By Sean Raycraft
Monday, August 22 the California State Senate passed AB 1066 by a vote of 21-14 with four Senators abstaining or absent. The advancement of the bill is a hard fought victory for farm workers and their allies. In order to get the needed votes, the bill’s authors had to accept amendments that will significantly lengthen the period of implementation to nine years for small agricultural operations with less than 25 employees. The bill now moves to back to the state Assembly, where it faces fierce opposition by Republicans and business aligned moderate Democrats. The bill would have never advanced, had it not been for the courage of our Senator, Lois Wolk. Her vote was decisive in putting the bill over the top. Here is what she had to say about the bill, and the process.

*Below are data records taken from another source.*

//! Software reference implementation of the blend backend.
//!
//! Stages overlays in straight-alpha RGBA and composites them src-over onto
//! an RGBA destination frame with saturating integer math. Used by the test
//! suites and by hosts without a DSP.

use crate::blend::backend::{BlendBackend, BlendOp};
use crate::foundation::error::{VosdError, VosdResult};
use crate::foundation::math::{add_sat_u8, mul_div255_u8};
use crate::pixel::buffer::{PixelBuffer, PixelFormat};

/// Batch size mirroring the DSP's per-call overlay limit.
pub const DEFAULT_MAX_OVERLAYS_PER_CALL: usize = 50;

#[derive(Clone, Copy, Debug)]
pub struct CpuBlend {
    max_per_call: usize,
}

impl CpuBlend {
    pub fn new(max_per_call: usize) -> Self {
        Self {
            max_per_call: max_per_call.max(1),
        }
    }
}

impl Default for CpuBlend {
    fn default() -> Self {
        Self::new(DEFAULT_MAX_OVERLAYS_PER_CALL)
    }
}

impl BlendBackend for CpuBlend {
    fn staging_format(&self) -> PixelFormat {
        PixelFormat::Rgba
    }

    fn max_overlays_per_call(&self) -> usize {
        self.max_per_call
    }

    fn multiblend(&self, dest: &mut PixelBuffer, overlays: &[BlendOp<'_>]) -> VosdResult<()> {
        if dest.format() != PixelFormat::Rgba {
            return Err(VosdError::dsp(format!(
                "cpu blend requires an RGBA destination, got {:?}",
                dest.format()
            )));
        }
        if overlays.len() > self.max_per_call {
            return Err(VosdError::dsp(format!(
                "{} overlays exceed the per-call limit of {}",
                overlays.len(),
                self.max_per_call
            )));
        }

        for op in overlays {
            blend_one(dest, op)?;
        }
        Ok(())
    }
}

fn blend_one(dest: &mut PixelBuffer, op: &BlendOp<'_>) -> VosdResult<()> {
    let src = op.pixels;
    if src.format() != PixelFormat::Rgba {
        return Err(VosdError::dsp(format!(
            "cpu blend requires RGBA overlays, got {:?}",
            src.format()
        )));
    }
    if src.is_empty() {
        return Ok(());
    }
    let (dw, dh) = (dest.width(), dest.height());
    if u64::from(op.x_offset) + u64::from(src.width()) > u64::from(dw)
        || u64::from(op.y_offset) + u64::from(src.height()) > u64::from(dh)
    {
        return Err(VosdError::dsp(format!(
            "overlay {}x{} at ({}, {}) exceeds {dw}x{dh} destination",
            src.width(),
            src.height(),
            op.x_offset,
            op.y_offset
        )));
    }

    let src_stride = (src.width() as usize) * 4;
    let dst_stride = (dw as usize) * 4;
    let src_data = src.data();

    for row in 0..src.height() as usize {
        let src_row = &src_data[row * src_stride..(row + 1) * src_stride];
        let dst_start = (op.y_offset as usize + row) * dst_stride + (op.x_offset as usize) * 4;
        let dst_row = &mut dest.data_mut()[dst_start..dst_start + src_stride];

        for (d, s) in dst_row.chunks_exact_mut(4).zip(src_row.chunks_exact(4)) {
            let sa = u16::from(s[3]);
            if sa == 0 {
                continue;
            }
            let inv = 255 - sa;
            // Straight-alpha src-over; video destinations are treated as
            // opaque, so color channels mix directly.
            for i in 0..3 {
                d[i] = add_sat_u8(
                    mul_div255_u8(u16::from(s[i]), sa),
                    mul_div255_u8(u16::from(d[i]), inv),
                );
            }
            d[3] = add_sat_u8(sa as u8, mul_div255_u8(u16::from(d[3]), inv));
        }
    }
    Ok(())
}

#[cfg(test)]
#[path = "../../tests/unit/blend/cpu.rs"]
mod tests;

“We’ve come to a point where the status quo is no longer defensible. There must be an improvement in the material well-being of agricultural workers. We have to move forward, and we have to do it together—agricultural and urban communities, agricultural and environmental interests, everyone must be brought to the table. Unfortunately, a compromise didn’t occur on this bill. But these lowest paid workers shouldn’t be the ones to pay the price for that failure. They deserve the same protections of other workers in other industries.”

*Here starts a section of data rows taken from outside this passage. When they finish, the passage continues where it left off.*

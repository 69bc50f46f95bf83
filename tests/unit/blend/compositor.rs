use super::*;

use std::sync::Arc;

use crate::blend::cpu::CpuBlend;
use crate::overlay::spec::{CustomFormat, OverlaySpec, Placement};
use crate::pixel::buffer::{PixelFormat, Rgba8};
use crate::text::shaper::BitmapShaper;

fn registry_with(backend: CpuBlend) -> OverlayRegistry {
    OverlayRegistry::new(Arc::new(backend), Arc::new(BitmapShaper))
}

fn solid_custom(w: u32, h: u32, c: Rgba8, placement: Placement) -> OverlaySpec {
    let mut data = Vec::with_capacity((w * h * 4) as usize);
    for _ in 0..w * h {
        data.extend_from_slice(&[c.a, c.r, c.g, c.b]);
    }
    OverlaySpec::Custom {
        format: CustomFormat::Argb,
        width: w,
        height: h,
        data: Arc::new(data),
        placement,
    }
}

fn at_origin(z_index: i32) -> Placement {
    Placement {
        z_index,
        ..Placement::default()
    }
}

#[test]
fn blend_requires_a_frame_size() {
    let registry = registry_with(CpuBlend::default());
    let compositor = Compositor::new(&registry);
    let mut dest = PixelBuffer::new(PixelFormat::Rgba, 16, 16).unwrap();
    assert!(matches!(
        compositor.blend(&mut dest),
        Err(VosdError::Uninitialized(_))
    ));
}

#[test]
fn blend_rejects_mismatched_destination() {
    let registry = registry_with(CpuBlend::default());
    registry.set_frame_size(16, 16).unwrap();
    let compositor = Compositor::new(&registry);
    let mut dest = PixelBuffer::new(PixelFormat::Rgba, 8, 8).unwrap();
    assert!(matches!(
        compositor.blend(&mut dest),
        Err(VosdError::Configuration(_))
    ));
}

#[test]
fn higher_z_renders_on_top() {
    let registry = registry_with(CpuBlend::default());
    registry.set_frame_size(16, 16).unwrap();
    registry
        .add_overlay("back", solid_custom(4, 4, Rgba8::new(255, 0, 0, 255), at_origin(1)))
        .unwrap();
    registry
        .add_overlay("front", solid_custom(4, 4, Rgba8::new(0, 255, 0, 255), at_origin(5)))
        .unwrap();

    let mut dest = PixelBuffer::new(PixelFormat::Rgba, 16, 16).unwrap();
    Compositor::new(&registry).blend(&mut dest).unwrap();
    let px = dest.rgba_at(1, 1);
    assert_eq!((px.r, px.g, px.b), (0, 255, 0));
}

#[test]
fn equal_z_ties_break_by_insertion_order() {
    let registry = registry_with(CpuBlend::default());
    registry.set_frame_size(16, 16).unwrap();
    registry
        .add_overlay("first", solid_custom(4, 4, Rgba8::new(255, 0, 0, 255), at_origin(2)))
        .unwrap();
    registry
        .add_overlay("second", solid_custom(4, 4, Rgba8::new(0, 0, 255, 255), at_origin(2)))
        .unwrap();

    let mut dest = PixelBuffer::new(PixelFormat::Rgba, 16, 16).unwrap();
    Compositor::new(&registry).blend(&mut dest).unwrap();
    let px = dest.rgba_at(0, 0);
    assert_eq!((px.r, px.g, px.b), (0, 0, 255));
}

#[test]
fn disabled_overlays_are_skipped() {
    let registry = registry_with(CpuBlend::default());
    registry.set_frame_size(16, 16).unwrap();
    registry
        .add_overlay("only", solid_custom(4, 4, Rgba8::new(255, 0, 0, 255), at_origin(0)))
        .unwrap();
    registry.set_overlay_enabled("only", false).unwrap();

    let mut dest = PixelBuffer::new(PixelFormat::Rgba, 16, 16).unwrap();
    Compositor::new(&registry).blend(&mut dest).unwrap();
    assert_eq!(dest.rgba_at(0, 0).a, 0, "disabled overlay was blended");
}

#[test]
fn batches_larger_than_the_hardware_limit_are_chunked() {
    let registry = registry_with(CpuBlend::new(1));
    registry.set_frame_size(16, 16).unwrap();
    for (idx, id) in ["a", "b", "c"].iter().enumerate() {
        let placement = Placement {
            x: (idx as f64) * 0.25,
            z_index: idx as i32,
            ..Placement::default()
        };
        registry
            .add_overlay(id, solid_custom(2, 2, Rgba8::new(200, 200, 200, 255), placement))
            .unwrap();
    }

    let mut dest = PixelBuffer::new(PixelFormat::Rgba, 16, 16).unwrap();
    Compositor::new(&registry).blend(&mut dest).unwrap();
    for x in [0u32, 4, 8] {
        assert_eq!(dest.rgba_at(x, 0).r, 200, "overlay at x={x} missing");
    }
}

Last week, I and many others, including current Senate District 3 candidate Mariko Yamada, and many Democratic legislators participated in a 24 hour long fast in solidarity with farm workers. While our stomachs were grumbling with hunger, our current Assembly member and Senate district 3 candidate Bill Dodd was holding a fundraiser in Davis. The minimum contribution per plate was $250 for an evening of fine food and fine wine. I am fairly certain the guests and Mr. Dodd felt no such hunger pains. Between his donors and the independent expenditures on his behalf, spending for his campaign has ballooned to nearly two million dollars, and it is not even September yet. People who can spend that kind of money on politics typically eat very well.

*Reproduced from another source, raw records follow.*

//! Pure placement math: normalized-to-pixel offset resolution with alignment
//! anchors and rotation drift, even-pixel clamping, and center rotation of
//! RGBA buffers.
//!
//! Everything here is stateless; callers feed frame geometry in and get pixel
//! geometry out. All returned dimensions and offsets are even — the blend
//! hardware rejects odd plane geometry.

use kurbo::{Affine, Point};

use crate::foundation::error::{VosdError, VosdResult};
use crate::foundation::math::{ceil_even_u32, floor_even_u32};

/// Pixel bias applied on top of the normalized offset, produced by rotation
/// when the bounding box grows around a centered anchor.
#[derive(Clone, Copy, Debug, Default, PartialEq, Eq)]
pub struct Drift {
    pub x: i64,
    pub y: i64,
}

/// Anchoring behavior for a rotated overlay whose bounding box grew.
#[derive(Clone, Copy, Debug, Default, PartialEq, Eq, serde::Serialize, serde::Deserialize)]
#[serde(rename_all = "SCREAMING_SNAKE_CASE")]
pub enum RotationPolicy {
    /// The visual center stays anchored on the original point.
    #[default]
    Center,
    /// The original top-left corner stays anchored.
    TopLeft,
}

/// Pixel-space result of [`resolve_offset`]: where the overlay lands and the
/// (possibly shrunk) size it may occupy.
#[derive(Clone, Copy, Debug, PartialEq, Eq)]
pub struct ResolvedPlacement {
    pub x: u32,
    pub y: u32,
    pub width: u32,
    pub height: u32,
}

/// Round a pixel offset down to the nearest even value.
pub fn clamp_even(v: u32) -> u32 {
    floor_even_u32(v)
}

/// Resolve a normalized `[0,1]` offset into an even pixel placement.
///
/// The anchor point is `round(norm * frame) + drift`, then shifted left/up by
/// `overlay * align` so an anchor of 0 places the left/top edge on the point,
/// 0.5 centers, and 1 places the right/bottom edge on it. Placements that
/// start outside the frame fail; placements that merely overhang the far edge
/// are shrunk to fit, rounded down to even.
pub fn resolve_offset(
    x_norm: f64,
    y_norm: f64,
    overlay_w: u32,
    overlay_h: u32,
    frame_w: u32,
    frame_h: u32,
    drift: Drift,
    h_align: f64,
    v_align: f64,
) -> VosdResult<ResolvedPlacement> {
    if !(0.0..=1.0).contains(&x_norm) || !(0.0..=1.0).contains(&y_norm) {
        return Err(VosdError::configuration(format!(
            "normalized offset ({x_norm}, {y_norm}) outside [0, 1]"
        )));
    }
    if !(0.0..=1.0).contains(&h_align) || !(0.0..=1.0).contains(&v_align) {
        return Err(VosdError::configuration(format!(
            "alignment anchor ({h_align}, {v_align}) outside [0, 1]"
        )));
    }

    let x_px = (x_norm * f64::from(frame_w)).round() as i64 + drift.x
        - (f64::from(overlay_w) * h_align).round() as i64;
    let y_px = (y_norm * f64::from(frame_h)).round() as i64 + drift.y
        - (f64::from(overlay_h) * v_align).round() as i64;

    if x_px < 0 || y_px < 0 || x_px >= i64::from(frame_w) || y_px >= i64::from(frame_h) {
        return Err(VosdError::configuration(format!(
            "overlay at ({x_px}, {y_px}) cannot fit in {frame_w}x{frame_h} frame"
        )));
    }

    // Offsets leave here even; the shrink below therefore never reintroduces
    // an odd right/bottom edge.
    let x_px = floor_even_u32(x_px as u32);
    let y_px = floor_even_u32(y_px as u32);

    let mut width = overlay_w;
    if u64::from(x_px) + u64::from(width) > u64::from(frame_w) {
        width = floor_even_u32(frame_w - x_px);
    }
    let mut height = overlay_h;
    if u64::from(y_px) + u64::from(height) > u64::from(frame_h) {
        height = floor_even_u32(frame_h - y_px);
    }

    Ok(ResolvedPlacement {
        x: x_px,
        y: y_px,
        width,
        height,
    })
}

/// Axis-aligned bounding box of a `w`x`h` rectangle rotated by `angle_deg`,
/// rounded up to even dimensions.
pub fn rotated_bbox(w: u32, h: u32, angle_deg: f64) -> (u32, u32) {
    // The epsilon keeps right-angle rotations from ceiling up on floating
    // point noise (cos 90deg is ~6e-17, not 0).
    const EPS: f64 = 1e-9;
    let rad = angle_deg.to_radians();
    let (sin, cos) = (rad.sin().abs(), rad.cos().abs());
    let bw = (f64::from(w) * cos + f64::from(h) * sin - EPS).ceil().max(0.0) as u32;
    let bh = (f64::from(w) * sin + f64::from(h) * cos - EPS).ceil().max(0.0) as u32;
    (ceil_even_u32(bw), ceil_even_u32(bh))
}

/// Rotate a straight-alpha RGBA buffer about its center.
///
/// Returns the rotated pixels, their (even) bounding-box dimensions, and the
/// anchor drift: for [`RotationPolicy::Center`] the drift re-centers the grown
/// bounding box on the original center, for [`RotationPolicy::TopLeft`] it is
/// zero. An angle of 0 is a no-op with zero drift.
pub fn rotate_rgba(
    data: &[u8],
    w: u32,
    h: u32,
    angle_deg: f64,
    policy: RotationPolicy,
) -> VosdResult<(Vec<u8>, u32, u32, Drift)> {
    let expected = (w as usize) * (h as usize) * 4;
    if data.len() != expected {
        return Err(VosdError::internal(format!(
            "rotate expects {expected} rgba bytes, got {}",
            data.len()
        )));
    }

    if angle_deg == 0.0 {
        return Ok((data.to_vec(), w, h, Drift::default()));
    }

    let (bw, bh) = rotated_bbox(w, h, angle_deg);
    let rad = angle_deg.to_radians();

    // Map destination pixel centers back into the source through the inverse
    // of "rotate about the source center, then re-center in the new box".
    let src_center = Point::new(f64::from(w) * 0.5, f64::from(h) * 0.5);
    let dst_center = Point::new(f64::from(bw) * 0.5, f64::from(bh) * 0.5);
    let inverse = Affine::translate(src_center.to_vec2())
        * Affine::rotate(-rad)
        * Affine::translate(-dst_center.to_vec2());

    let mut out = vec![0u8; (bw as usize) * (bh as usize) * 4];
    for dy in 0..bh {
        for dx in 0..bw {
            let src = inverse * Point::new(f64::from(dx) + 0.5, f64::from(dy) + 0.5);
            let sx = src.x.floor() as i64;
            let sy = src.y.floor() as i64;
            if sx < 0 || sy < 0 || sx >= i64::from(w) || sy >= i64::from(h) {
                continue;
            }
            let src_idx = ((sy as usize) * (w as usize) + sx as usize) * 4;
            let dst_idx = ((dy as usize) * (bw as usize) + dx as usize) * 4;
            out[dst_idx..dst_idx + 4].copy_from_slice(&data[src_idx..src_idx + 4]);
        }
    }

    let drift = match policy {
        RotationPolicy::Center => Drift {
            x: (i64::from(w) - i64::from(bw)) / 2,
            y: (i64::from(h) - i64::from(bh)) / 2,
        },
        RotationPolicy::TopLeft => Drift::default(),
    };

    Ok((out, bw, bh, drift))
}

#[cfg(test)]
#[path = "../../tests/unit/foundation/geometry.rs"]
mod tests;
//! Caller-facing overlay descriptors: a closed set of overlay kinds plus the
//! placement and text styling they share.

use std::path::PathBuf;
use std::sync::Arc;

use crate::foundation::error::{VosdError, VosdResult};
use crate::foundation::geometry::RotationPolicy;
use crate::pixel::buffer::{PixelFormat, Rgba8};

/// Where an overlay sits on the frame.
///
/// `x`/`y` are normalized to `[0,1]` of the frame size; the alignment anchors
/// choose which point of the overlay lands there (0 = left/top edge,
/// 0.5 = center, 1 = right/bottom edge). `angle` is degrees.
#[derive(Clone, Copy, Debug, PartialEq)]
pub struct Placement {
    pub x: f64,
    pub y: f64,
    pub z_index: i32,
    pub angle: f64,
    pub rotation_policy: RotationPolicy,
    pub h_align: f64,
    pub v_align: f64,
}

impl Default for Placement {
    fn default() -> Self {
        Self {
            x: 0.0,
            y: 0.0,
            z_index: 0,
            angle: 0.0,
            rotation_policy: RotationPolicy::Center,
            h_align: 0.0,
            v_align: 0.0,
        }
    }
}

impl Placement {
    pub(crate) fn validate(&self) -> VosdResult<()> {
        if !(0.0..=1.0).contains(&self.x) || !(0.0..=1.0).contains(&self.y) {
            return Err(VosdError::configuration(format!(
                "overlay offset ({}, {}) outside [0, 1]",
                self.x, self.y
            )));
        }
        if !(0.0..=1.0).contains(&self.h_align) || !(0.0..=1.0).contains(&self.v_align) {
            return Err(VosdError::configuration(format!(
                "alignment anchor ({}, {}) outside [0, 1]",
                self.h_align, self.v_align
            )));
        }
        if !self.angle.is_finite() {
            return Err(VosdError::configuration("rotation angle must be finite"));
        }
        Ok(())
    }
}

/// Styling for text and date/time overlays. Shadow and background layers
/// exist only while their color has positive alpha.
#[derive(Clone, Debug, PartialEq)]
pub struct TextStyle {
    pub text_color: Rgba8,
    pub background_color: Rgba8,
    pub shadow_color: Rgba8,
    pub shadow_offset_x: i32,
    pub shadow_offset_y: i32,
    pub outline_size: u32,
    pub outline_color: Rgba8,
    pub font_path: Option<PathBuf>,
    pub font_size: f64,
    pub line_thickness: u32,
    pub font_weight: u32,
}

impl Default for TextStyle {
    fn default() -> Self {
        Self {
            text_color: Rgba8::WHITE,
            background_color: Rgba8::TRANSPARENT,
            shadow_color: Rgba8::TRANSPARENT,
            shadow_offset_x: 0,
            shadow_offset_y: 0,
            outline_size: 0,
            outline_color: Rgba8::BLACK,
            font_path: None,
            font_size: 24.0,
            line_thickness: 1,
            font_weight: 400,
        }
    }
}

impl TextStyle {
    pub(crate) fn validate(&self) -> VosdResult<()> {
        if !self.font_size.is_finite() || self.font_size <= 0.0 {
            return Err(VosdError::configuration(format!(
                "font size {} must be finite and > 0",
                self.font_size
            )));
        }
        Ok(())
    }
}

/// Pixel layouts accepted from custom-overlay callers.
#[derive(Clone, Copy, Debug, PartialEq, Eq, serde::Serialize, serde::Deserialize)]
#[serde(rename_all = "UPPERCASE")]
pub enum CustomFormat {
    A420,
    Argb,
}

impl From<CustomFormat> for PixelFormat {
    fn from(f: CustomFormat) -> Self {
        match f {
            CustomFormat::A420 => PixelFormat::A420,
            CustomFormat::Argb => PixelFormat::Argb,
        }
    }
}

/// Overlay kind discriminant, exposed through metadata snapshots.
#[derive(Clone, Copy, Debug, PartialEq, Eq, serde::Serialize, serde::Deserialize)]
#[serde(rename_all = "lowercase")]
pub enum OverlayKind {
    Image,
    Text,
    DateTime,
    Custom,
}

/// Immutable description of one overlay, handed to the registry.
#[derive(Clone, Debug)]
pub enum OverlaySpec {
    /// A file-backed image, decoded and resized to `width`x`height`
    /// (normalized to the frame).
    Image {
        path: PathBuf,
        width: f64,
        height: f64,
        placement: Placement,
    },
    /// A styled text label.
    Text {
        label: String,
        style: TextStyle,
        placement: Placement,
    },
    /// A text label re-derived from the wall clock on every blend, using a
    /// strftime-style format string.
    DateTime {
        format: String,
        style: TextStyle,
        placement: Placement,
    },
    /// A caller-supplied raw pixel buffer.
    Custom {
        format: CustomFormat,
        width: u32,
        height: u32,
        data: Arc<Vec<u8>>,
        placement: Placement,
    },
}

impl OverlaySpec {
    pub fn placement(&self) -> &Placement {
        match self {
            OverlaySpec::Image { placement, .. }
            | OverlaySpec::Text { placement, .. }
            | OverlaySpec::DateTime { placement, .. }
            | OverlaySpec::Custom { placement, .. } => placement,
        }
    }

    pub fn kind(&self) -> OverlayKind {
        match self {
            OverlaySpec::Image { .. } => OverlayKind::Image,
            OverlaySpec::Text { .. } => OverlayKind::Text,
            OverlaySpec::DateTime { .. } => OverlayKind::DateTime,
            OverlaySpec::Custom { .. } => OverlayKind::Custom,
        }
    }

    pub(crate) fn validate(&self) -> VosdResult<()> {
        self.placement().validate()?;
        match self {
            OverlaySpec::Image { width, height, .. } => {
                if !(0.0..=1.0).contains(width) || !(0.0..=1.0).contains(height) {
                    return Err(VosdError::configuration(format!(
                        "image size ({width}, {height}) outside [0, 1]"
                    )));
                }
                Ok(())
            }
            OverlaySpec::Text { style, .. } | OverlaySpec::DateTime { style, .. } => {
                style.validate()
            }
            OverlaySpec::Custom {
                format,
                width,
                height,
                data,
                ..
            } => {
                if width % 2 != 0 || height % 2 != 0 {
                    return Err(VosdError::invalid_argument(format!(
                        "custom overlay requires even dimensions, got {width}x{height}"
                    )));
                }
                let expected = PixelFormat::from(*format).buffer_len(*width, *height);
                if data.len() != expected {
                    return Err(VosdError::invalid_argument(format!(
                        "custom {format:?} buffer of {width}x{height} needs {expected} bytes, \
                         got {}",
                        data.len()
                    )));
                }
                Ok(())
            }
        }
    }
}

I asked Bill Dodd’s office for a position statement regarding the issue of farm worker overtime conceptually, and AB 1066 specifically. Unfortunately, my efforts have been met by silence. However, his actions speak volumes about his opinions on the subject. He voted no on the previous version of the bill, AB 2757. I also have heard from many reliable sources that he will not support overtime for farm workers, and that he was quite blunt in saying so.
In contrast, when I asked Mariko Yamada for a statement on this subject, here is what she said:
“”I find this issue pretty straightforward, really. You’re either for equity and fundamental fairness in the fields, or, you’re not. AB 1066 delays overtime on farms that employ 25 or fewer workers until 2025–that’s NINE YEARS from now. I’ve been on record since 2010 in support of farmworker overtime, unlike my opponent. It’s clear whose side he’s on.”
Assuming AB 1066 miraculously passes, farm workers will have to wait 78 years to be have the same protections as everyone else. The only reasons farm workers were exempted from the Fair Labor Standards Act were overtly racist ones. To put this in perspective I am going to quote Democratic Representative J. Mark Wilcox of Florida while debating the Fair Labor Standards Act in 1937.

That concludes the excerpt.